_How to complete this task:_ Where the word "SinkError" appears in a line of the entries below, count that line and give the total alone.

_Extracted material:_
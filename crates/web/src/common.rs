use axum::{
    extract::{OriginalUri, Query, Request},
    http::{Method, StatusCode},
    response::IntoResponse,
    routing::MethodFilter,
    Json,
};
use model::ExampleData;
use playback::{DispatcherError, StartError};
use schemars::{schema_for, schema_for_value, JsonSchema};
use serde::{Deserialize, Serialize};
use timeline::TimelineError;

use crate::hateoas;

pub type RouteResult<O> = Result<O, RouteErrorResponse>;
pub type HateoasResult<O> = RouteResult<Json<hateoas::Response<O>>>;

/// A `MethodFilter` that matches all http methods.
pub(crate) const METHOD_FILTER_ALL: MethodFilter = MethodFilter::GET
    .or(MethodFilter::POST)
    .or(MethodFilter::PATCH)
    .or(MethodFilter::PUT)
    .or(MethodFilter::DELETE);

// - Services returning commonly used responses -

#[derive(Debug, Deserialize)]
#[serde(rename_all = "camelCase")]
pub(crate) struct SchemaParams {
    #[serde(default = "Default::default")]
    example_data: bool,
}

pub(crate) async fn schema<T: ExampleData + JsonSchema + Serialize>(
    Query(params): Query<SchemaParams>,
) -> impl IntoResponse {
    if params.example_data {
        Json(schema_for_value!(T::example_data()))
    } else {
        Json(schema_for!(T))
    }
}

pub(crate) async fn route_not_found(
    OriginalUri(original_uri): OriginalUri,
    req: Request,
) -> impl IntoResponse {
    RouteErrorResponse::not_found(req.method(), original_uri.path())
}

// - Commonly used responeses -

#[derive(Debug, Clone, Serialize, Deserialize)]
#[serde(rename_all = "camelCase")]
pub struct RouteErrorResponse {
    #[serde(skip)]
    pub status_code: StatusCode,

    #[serde(skip_serializing_if = "Option::is_none")]
    pub http_method: Option<String>,

    #[serde(skip_serializing_if = "Option::is_none")]
    pub requested_uri: Option<String>,

    #[serde(skip_serializing_if = "Option::is_none")]
    pub message: Option<String>,

    #[serde(skip_serializing_if = "Option::is_none")]
    pub detailed_information: Option<String>,
}

impl RouteErrorResponse {
    pub fn new(status_code: StatusCode) -> Self {
        Self {
            status_code,
            http_method: None,
            requested_uri: None,
            message: None,
            detailed_information: None,
        }
    }

    pub fn not_found(method: &Method, uri: impl Into<String>) -> Self {
        Self::new(StatusCode::NOT_FOUND)
            .with_method(method)
            .with_uri(uri)
            .with_default_message()
    }

    pub fn with_method(mut self, method: &Method) -> Self {
        self.http_method = Some(method.to_string());
        self
    }

    pub fn with_uri(mut self, uri: impl Into<String>) -> Self {
        self.requested_uri = Some(uri.into());
        self
    }

    pub fn with_message(mut self, message: impl Into<String>) -> Self {
        self.message = Some(message.into());
        self
    }

    pub fn with_default_message(self) -> Self {
        let message = self
            .status_code
            .canonical_reason()
            .unwrap_or("i dunno what happened here :/");
        self.with_message(message)
    }

    pub fn with_detailed_information(mut self, message: impl Into<String>) -> Self {
        self.detailed_information = Some(message.into());
        self
    }
}

impl From<TimelineError> for RouteErrorResponse {
    fn from(value: TimelineError) -> Self {
        Self::new(StatusCode::BAD_REQUEST)
            .with_message(value.reason())
            .with_detailed_information(value.to_string())
    }
}

impl From<StartError> for RouteErrorResponse {
    fn from(value: StartError) -> Self {
        let status_code = match value {
            StartError::MissingInput
            | StartError::NonFiniteCoordinate
            | StartError::OffsetOutOfRange => StatusCode::BAD_REQUEST,
            StartError::SinkArmFailure(_) => StatusCode::BAD_GATEWAY,
            StartError::Dispatcher(_) => StatusCode::SERVICE_UNAVAILABLE,
        };
        Self::new(status_code)
            .with_message(value.reason())
            .with_detailed_information(value.to_string())
    }
}

impl From<DispatcherError> for RouteErrorResponse {
    fn from(value: DispatcherError) -> Self {
        Self::new(StatusCode::SERVICE_UNAVAILABLE)
            .with_message("dispatcher unavailable")
            .with_detailed_information(value.to_string())
    }
}

impl IntoResponse for RouteErrorResponse {
    fn into_response(self) -> axum::response::Response {
        (self.status_code, Json(self)).into_response()
    }
}

#[cfg(test)]
mod tests {
    use model::route::Segment;
    use playback::{ProviderOutcome, SinkError};

    use super::*;

    #[test]
    fn start_errors_map_to_status_codes() {
        let missing = RouteErrorResponse::from(StartError::MissingInput);
        assert_eq!(missing.status_code, StatusCode::BAD_REQUEST);
        assert_eq!(missing.message.as_deref(), Some("missing input"));

        let arm_failure = RouteErrorResponse::from(StartError::SinkArmFailure(vec![
            ProviderOutcome::new("gps", Err(SinkError::Unavailable("no permission".into()))),
        ]));
        assert_eq!(arm_failure.status_code, StatusCode::BAD_GATEWAY);
        assert_eq!(arm_failure.message.as_deref(), Some("sink arm failure"));

        let out_of_range = RouteErrorResponse::from(StartError::OffsetOutOfRange);
        assert_eq!(out_of_range.status_code, StatusCode::BAD_REQUEST);
        assert_eq!(out_of_range.message.as_deref(), Some("offset out of range"));

        let gone = RouteErrorResponse::from(StartError::Dispatcher(DispatcherError::Closed));
        assert_eq!(gone.status_code, StatusCode::SERVICE_UNAVAILABLE);
    }

    #[test]
    fn timeline_errors_are_bad_requests() {
        let response = RouteErrorResponse::from(TimelineError::NonFiniteCoordinate {
            segment_id: Segment::new("seg-1", vec![]).id,
            index: 2,
        });
        assert_eq!(response.status_code, StatusCode::BAD_REQUEST);
        assert_eq!(response.message.as_deref(), Some("non-finite coordinate"));
    }

    #[test]
    fn error_body_skips_missing_fields() {
        let body = serde_json::to_value(RouteErrorResponse::not_found(&Method::GET, "/api/nope"))
            .unwrap();
        assert_eq!(
            body,
            serde_json::json!({
                "httpMethod": "GET",
                "requestedUri": "/api/nope",
                "message": "Not Found"
            })
        );
    }
}
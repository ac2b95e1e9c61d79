use std::{
    sync::{
        atomic::{AtomicUsize, Ordering},
        Arc,
    },
    time::Duration,
};

use chrono::Utc;
use model::{
    simulation::{LocationFix, SimulationOptions},
    timeline::Sample,
    Coordinate,
};
use serde::Serialize;
use tokio::{
    task::JoinHandle,
    time::{self, sleep_until, Instant, MissedTickBehavior},
};
use tokio_util::sync::CancellationToken;

use crate::{
    config::PlaybackConfig,
    sink::{self, LocationSink, ProviderOutcome, ProviderSpec},
};

/// Longest delay between the first and any later sample that is accepted for
/// playback.
pub const MAX_SAMPLE_OFFSET: Duration = Duration::from_secs(366 * 24 * 60 * 60);

/// Offset of every sample from the first one, earlier timestamps clamped to
/// zero. `None` if an offset does not fit `MAX_SAMPLE_OFFSET`.
pub(crate) fn sample_offsets(samples: &[Sample]) -> Option<Vec<Duration>> {
    let Some(first) = samples.first() else {
        return Some(vec![]);
    };
    samples
        .iter()
        .map(|sample| {
            let offset_ms = (sample.timestamp_ms - first.timestamp_ms).max(0.0);
            Duration::try_from_secs_f64(offset_ms / 1000.0)
                .ok()
                .filter(|offset| *offset <= MAX_SAMPLE_OFFSET)
        })
        .collect()
}

/// Delivery counters of one session, counted per provider push.
#[derive(Debug, Default)]
pub struct SessionStats {
    delivered: AtomicUsize,
    failed: AtomicUsize,
}

impl SessionStats {
    pub fn delivered(&self) -> usize {
        self.delivered.load(Ordering::Relaxed)
    }

    pub fn failed(&self) -> usize {
        self.failed.load(Ordering::Relaxed)
    }

    fn record(&self, outcomes: &[ProviderOutcome]) {
        for outcome in outcomes {
            if outcome.is_ok() {
                self.delivered.fetch_add(1, Ordering::Relaxed);
            } else {
                self.failed.fetch_add(1, Ordering::Relaxed);
            }
        }
    }
}

#[derive(Debug, Clone, Copy, PartialEq, Eq, Serialize)]
#[serde(rename_all = "camelCase")]
pub struct SessionSummary {
    pub session: u64,
    pub delivered: usize,
    pub failed: usize,
}

/// Everything a playback task needs to hand a fix to the sink.
#[derive(Clone)]
struct Delivery {
    sink: Arc<dyn LocationSink>,
    providers: Arc<[ProviderSpec]>,
    stats: Arc<SessionStats>,
    cancellation: CancellationToken,
}

impl Delivery {
    async fn push(&self, fix: &LocationFix) {
        let outcomes = sink::push_all(self.sink.as_ref(), &self.providers, fix).await;
        self.stats.record(&outcomes);
    }

    /// Waits until `deadline`. Returns `false` if the session was cancelled first.
    async fn wait_until(&self, deadline: Instant) -> bool {
        tokio::select! {
            biased;
            _ = self.cancellation.cancelled() => false,
            _ = sleep_until(deadline) => true,
        }
    }
}

/// One start→stop run of the dispatcher: the pending playback tasks and the
/// token that cancels them.
pub(crate) struct Session {
    id: u64,
    cancellation: CancellationToken,
    tasks: Vec<JoinHandle<()>>,
    stats: Arc<SessionStats>,
}

impl Session {
    /// Spawns the target broadcast and the timeline playback. `timeline` pairs
    /// every sample with its offset from `sample_offsets`. Returns without
    /// waiting for any delivery.
    pub(crate) fn start(
        id: u64,
        sink: Arc<dyn LocationSink>,
        armed: Vec<ProviderSpec>,
        timeline: Vec<(Duration, Sample)>,
        options: &SimulationOptions,
        config: &PlaybackConfig,
    ) -> Self {
        let started = Instant::now();
        let cancellation = CancellationToken::new();
        let stats = Arc::new(SessionStats::default());
        let delivery = Delivery {
            sink,
            providers: armed.into(),
            stats: stats.clone(),
            cancellation: cancellation.clone(),
        };

        let mut tasks = vec![];
        if let Some(target) = options.target_coordinate {
            tasks.push(tokio::spawn(broadcast_target(
                delivery.clone(),
                target,
                config.target_interval,
                config.target_duration,
            )));
        }
        if !timeline.is_empty() {
            let lead_in = if options.has_target() {
                config.lead_in
            } else {
                Duration::ZERO
            };
            tasks.push(tokio::spawn(play_timeline(
                delivery,
                timeline,
                started + lead_in,
            )));
        }

        Self {
            id,
            cancellation,
            tasks,
            stats,
        }
    }

    pub(crate) fn id(&self) -> u64 {
        self.id
    }

    /// Whether any delivery of this session is still pending.
    pub(crate) fn has_pending_deliveries(&self) -> bool {
        self.tasks.iter().any(|task| !task.is_finished())
    }

    /// Cancels all pending deliveries and waits until the playback tasks are
    /// gone. No delivery of this session happens after this returns.
    pub(crate) async fn cancel(&mut self) {
        self.cancellation.cancel();
        for task in self.tasks.drain(..) {
            // a task stuck inside a slow sink call is dropped at its next poll
            task.abort();
            if let Err(why) = task.await {
                if why.is_panic() {
                    log::error!("playback task of session {} panicked: {:?}", self.id, why);
                }
            }
        }
    }

    /// Cancels the session and disarms `providers`.
    pub(crate) async fn shutdown(
        mut self,
        sink: &dyn LocationSink,
        providers: &[ProviderSpec],
    ) -> (SessionSummary, Vec<ProviderOutcome>) {
        self.cancel().await;
        let disarmed = sink::disarm_all(sink, providers).await;
        let summary = SessionSummary {
            session: self.id,
            delivered: self.stats.delivered(),
            failed: self.stats.failed(),
        };
        log::info!(
            "session {} stopped: {} pushes delivered, {} failed",
            summary.session,
            summary.delivered,
            summary.failed
        );
        (summary, disarmed)
    }
}

impl Drop for Session {
    fn drop(&mut self) {
        self.cancellation.cancel();
    }
}

fn now_ms() -> f64 {
    Utc::now().timestamp_millis() as f64
}

/// Pushes the target immediately and then every `interval` until `duration`
/// has passed since the broadcast began. Every fix is stamped with the clock
/// at the time it is pushed.
async fn broadcast_target(
    delivery: Delivery,
    target: Coordinate,
    interval: Duration,
    duration: Duration,
) {
    let started = Instant::now();
    let mut ticker = time::interval(interval);
    ticker.set_missed_tick_behavior(MissedTickBehavior::Delay);

    let mut repetitions = 0usize;
    loop {
        tokio::select! {
            biased;
            _ = delivery.cancellation.cancelled() => {
                log::debug!("target broadcast cancelled after {} repetitions", repetitions);
                return;
            }
            _ = ticker.tick() => {}
        }

        let fix = LocationFix::target(target, now_ms());
        log::debug!("repeat target entry -> {:?}", fix);
        delivery.push(&fix).await;
        repetitions += 1;

        if started.elapsed() >= duration {
            break;
        }
    }
    log::info!("target broadcast finished after {} repetitions", repetitions);
}

/// Pushes every sample at its offset, counted from `origin`. Deadlines are
/// absolute, so a slow push does not shift the following ones.
async fn play_timeline(delivery: Delivery, timeline: Vec<(Duration, Sample)>, origin: Instant) {
    for (index, (offset, sample)) in timeline.iter().enumerate() {
        if !delivery.wait_until(origin + *offset).await {
            log::debug!(
                "timeline playback cancelled, {} of {} samples delivered",
                index,
                timeline.len()
            );
            return;
        }
        delivery.push(&LocationFix::from(sample)).await;
    }
    log::info!("timeline playback finished after {} samples", timeline.len());
}
use std::sync::Arc;

use axum::{
    routing::{get, on},
    Extension, Json, Router,
};
use serde::Serialize;

pub mod v1;

use crate::{
    common::{route_not_found, METHOD_FILTER_ALL},
    hateoas,
    middleware::base_url::{base_url_middleware, BaseUrl},
    WebState,
};

macro_rules! resource {
    ($($arg:tt)*) => {
        format!("/api{}", format_args!($($arg)*))
    };
}
pub(crate) use resource;

pub fn routes(state: WebState) -> Router {
    Router::new()
        .route("/", get(index))
        .route("/ping", get(ping))
        .nest_service("/v1", v1::routes(state))
        .layer(axum::middleware::from_fn(base_url_middleware))
        .fallback_service(on(METHOD_FILTER_ALL, route_not_found))
}

#[derive(Debug, Serialize)]
#[serde(rename_all = "camelCase")]
struct ApiInfo {
    service: &'static str,
    version: &'static str,
    api_versions: Vec<&'static str>,
}

/// Entry point for clients: what is running and where the versioned API lives.
async fn index(Extension(base_url): Extension<Arc<BaseUrl>>) -> Json<hateoas::Response<ApiInfo>> {
    let info = ApiInfo {
        service: env!("CARGO_PKG_NAME"),
        version: env!("CARGO_PKG_VERSION"),
        api_versions: vec!["v1"],
    };
    hateoas::Response::builder(info, base_url)
        .link("ping", resource!("/ping"))
        .link("v1", v1::resource!(""))
        .build()
        .json()
}

#[derive(Debug, Serialize)]
struct Pong {
    message: &'static str,
    version: &'static str,
}

async fn ping() -> Json<Pong> {
    Json(Pong {
        message: "pong!",
        version: env!("CARGO_PKG_VERSION"),
    })
}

_Written response:_ 2